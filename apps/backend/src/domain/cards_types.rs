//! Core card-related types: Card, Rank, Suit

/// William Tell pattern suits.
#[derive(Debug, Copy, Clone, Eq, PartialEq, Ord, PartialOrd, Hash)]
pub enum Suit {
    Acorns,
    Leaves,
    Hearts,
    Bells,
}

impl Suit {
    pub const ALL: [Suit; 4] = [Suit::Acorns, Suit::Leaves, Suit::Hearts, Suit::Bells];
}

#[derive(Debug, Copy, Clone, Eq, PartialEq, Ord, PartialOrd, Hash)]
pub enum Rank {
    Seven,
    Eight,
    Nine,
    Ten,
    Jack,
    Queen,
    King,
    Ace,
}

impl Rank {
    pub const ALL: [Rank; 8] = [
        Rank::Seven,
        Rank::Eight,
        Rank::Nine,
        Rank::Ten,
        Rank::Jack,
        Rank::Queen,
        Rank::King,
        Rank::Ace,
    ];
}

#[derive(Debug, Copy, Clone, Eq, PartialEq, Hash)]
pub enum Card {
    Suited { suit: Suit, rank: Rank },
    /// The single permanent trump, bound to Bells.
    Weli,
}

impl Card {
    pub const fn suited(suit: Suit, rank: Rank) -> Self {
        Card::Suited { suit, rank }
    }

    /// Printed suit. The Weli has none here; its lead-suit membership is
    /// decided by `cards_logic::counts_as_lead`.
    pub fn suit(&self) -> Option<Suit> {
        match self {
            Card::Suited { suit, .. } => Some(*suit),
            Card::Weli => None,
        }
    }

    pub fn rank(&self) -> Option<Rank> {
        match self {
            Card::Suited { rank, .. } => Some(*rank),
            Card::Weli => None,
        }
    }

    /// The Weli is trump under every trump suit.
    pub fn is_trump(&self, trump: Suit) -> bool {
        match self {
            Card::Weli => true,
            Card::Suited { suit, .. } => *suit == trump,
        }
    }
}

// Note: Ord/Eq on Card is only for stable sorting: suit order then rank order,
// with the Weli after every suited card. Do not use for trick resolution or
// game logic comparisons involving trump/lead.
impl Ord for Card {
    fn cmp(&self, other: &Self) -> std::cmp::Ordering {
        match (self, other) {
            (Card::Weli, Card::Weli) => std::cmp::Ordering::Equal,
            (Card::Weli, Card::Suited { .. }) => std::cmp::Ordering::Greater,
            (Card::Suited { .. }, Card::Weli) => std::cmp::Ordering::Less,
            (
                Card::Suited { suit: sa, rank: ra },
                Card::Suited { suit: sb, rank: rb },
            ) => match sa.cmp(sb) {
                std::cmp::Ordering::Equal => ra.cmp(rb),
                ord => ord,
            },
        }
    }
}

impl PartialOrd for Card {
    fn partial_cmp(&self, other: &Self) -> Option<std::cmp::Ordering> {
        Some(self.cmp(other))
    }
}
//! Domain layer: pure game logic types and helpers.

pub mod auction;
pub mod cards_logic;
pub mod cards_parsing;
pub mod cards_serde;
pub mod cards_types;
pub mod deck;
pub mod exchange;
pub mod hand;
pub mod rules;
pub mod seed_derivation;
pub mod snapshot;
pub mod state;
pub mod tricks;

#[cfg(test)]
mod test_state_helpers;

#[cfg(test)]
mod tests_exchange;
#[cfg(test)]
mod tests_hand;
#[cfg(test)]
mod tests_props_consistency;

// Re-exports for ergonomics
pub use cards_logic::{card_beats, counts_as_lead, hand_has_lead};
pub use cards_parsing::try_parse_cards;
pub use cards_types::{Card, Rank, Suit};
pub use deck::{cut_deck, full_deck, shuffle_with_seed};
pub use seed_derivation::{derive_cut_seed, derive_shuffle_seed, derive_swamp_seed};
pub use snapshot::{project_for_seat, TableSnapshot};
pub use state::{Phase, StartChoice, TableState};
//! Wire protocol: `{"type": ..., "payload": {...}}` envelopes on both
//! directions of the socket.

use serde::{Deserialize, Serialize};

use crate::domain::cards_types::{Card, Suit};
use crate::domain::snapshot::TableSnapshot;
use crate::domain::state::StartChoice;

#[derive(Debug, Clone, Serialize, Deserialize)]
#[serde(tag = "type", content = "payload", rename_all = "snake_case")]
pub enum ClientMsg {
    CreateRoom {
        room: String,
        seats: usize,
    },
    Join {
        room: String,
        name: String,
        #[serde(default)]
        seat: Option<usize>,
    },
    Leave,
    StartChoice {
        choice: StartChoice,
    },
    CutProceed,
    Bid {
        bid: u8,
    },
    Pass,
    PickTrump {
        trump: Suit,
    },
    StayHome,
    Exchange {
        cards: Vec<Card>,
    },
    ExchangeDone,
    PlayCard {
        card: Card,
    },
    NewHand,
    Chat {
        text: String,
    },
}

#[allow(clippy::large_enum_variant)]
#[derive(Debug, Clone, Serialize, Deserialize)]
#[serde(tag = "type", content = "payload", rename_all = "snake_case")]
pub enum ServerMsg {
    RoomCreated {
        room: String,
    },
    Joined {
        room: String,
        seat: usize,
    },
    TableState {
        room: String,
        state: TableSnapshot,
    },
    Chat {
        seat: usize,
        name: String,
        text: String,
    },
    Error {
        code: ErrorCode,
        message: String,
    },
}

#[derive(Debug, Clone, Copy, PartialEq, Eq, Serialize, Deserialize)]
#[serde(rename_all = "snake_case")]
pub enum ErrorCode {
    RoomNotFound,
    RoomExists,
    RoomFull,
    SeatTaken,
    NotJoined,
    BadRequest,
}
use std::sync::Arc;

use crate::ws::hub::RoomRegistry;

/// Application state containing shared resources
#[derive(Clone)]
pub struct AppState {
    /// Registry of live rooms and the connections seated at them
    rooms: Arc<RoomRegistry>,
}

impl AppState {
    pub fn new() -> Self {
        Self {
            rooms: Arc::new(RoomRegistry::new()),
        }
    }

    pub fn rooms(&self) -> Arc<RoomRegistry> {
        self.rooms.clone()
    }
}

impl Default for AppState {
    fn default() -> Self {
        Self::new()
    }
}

---

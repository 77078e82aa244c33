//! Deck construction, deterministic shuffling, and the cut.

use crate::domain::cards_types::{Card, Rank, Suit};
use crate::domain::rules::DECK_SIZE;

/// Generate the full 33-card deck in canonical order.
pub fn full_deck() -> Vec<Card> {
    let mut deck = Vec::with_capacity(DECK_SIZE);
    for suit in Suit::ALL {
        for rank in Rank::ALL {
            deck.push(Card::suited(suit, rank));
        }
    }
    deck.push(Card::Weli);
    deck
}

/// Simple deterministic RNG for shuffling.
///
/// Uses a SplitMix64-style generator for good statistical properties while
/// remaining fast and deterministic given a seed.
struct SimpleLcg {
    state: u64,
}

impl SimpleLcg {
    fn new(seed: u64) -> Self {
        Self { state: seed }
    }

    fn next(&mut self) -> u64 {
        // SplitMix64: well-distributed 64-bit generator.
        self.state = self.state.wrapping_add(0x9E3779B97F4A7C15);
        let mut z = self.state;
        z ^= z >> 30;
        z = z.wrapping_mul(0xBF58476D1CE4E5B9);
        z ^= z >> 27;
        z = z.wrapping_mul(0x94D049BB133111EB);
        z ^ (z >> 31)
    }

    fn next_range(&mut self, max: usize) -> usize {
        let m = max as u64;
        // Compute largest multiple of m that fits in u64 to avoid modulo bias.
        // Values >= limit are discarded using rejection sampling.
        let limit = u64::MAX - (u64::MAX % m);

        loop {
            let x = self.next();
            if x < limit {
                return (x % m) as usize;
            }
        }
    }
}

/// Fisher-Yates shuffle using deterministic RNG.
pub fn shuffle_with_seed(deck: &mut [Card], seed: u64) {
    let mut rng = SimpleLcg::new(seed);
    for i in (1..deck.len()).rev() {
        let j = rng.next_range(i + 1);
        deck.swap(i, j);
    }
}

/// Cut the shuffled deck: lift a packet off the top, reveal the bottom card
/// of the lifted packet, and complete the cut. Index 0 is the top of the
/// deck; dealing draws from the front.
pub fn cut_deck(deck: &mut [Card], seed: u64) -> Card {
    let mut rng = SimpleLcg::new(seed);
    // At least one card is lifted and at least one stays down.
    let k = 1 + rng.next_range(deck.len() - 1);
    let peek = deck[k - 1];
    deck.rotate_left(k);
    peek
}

▶ **About this exercise**: The word "shuffling" appears in some of the lines above. Copy those lines.

▶ **Task response**:
//! Deck construction, deterministic shuffling, and the cut.
/// Simple deterministic RNG for shuffling.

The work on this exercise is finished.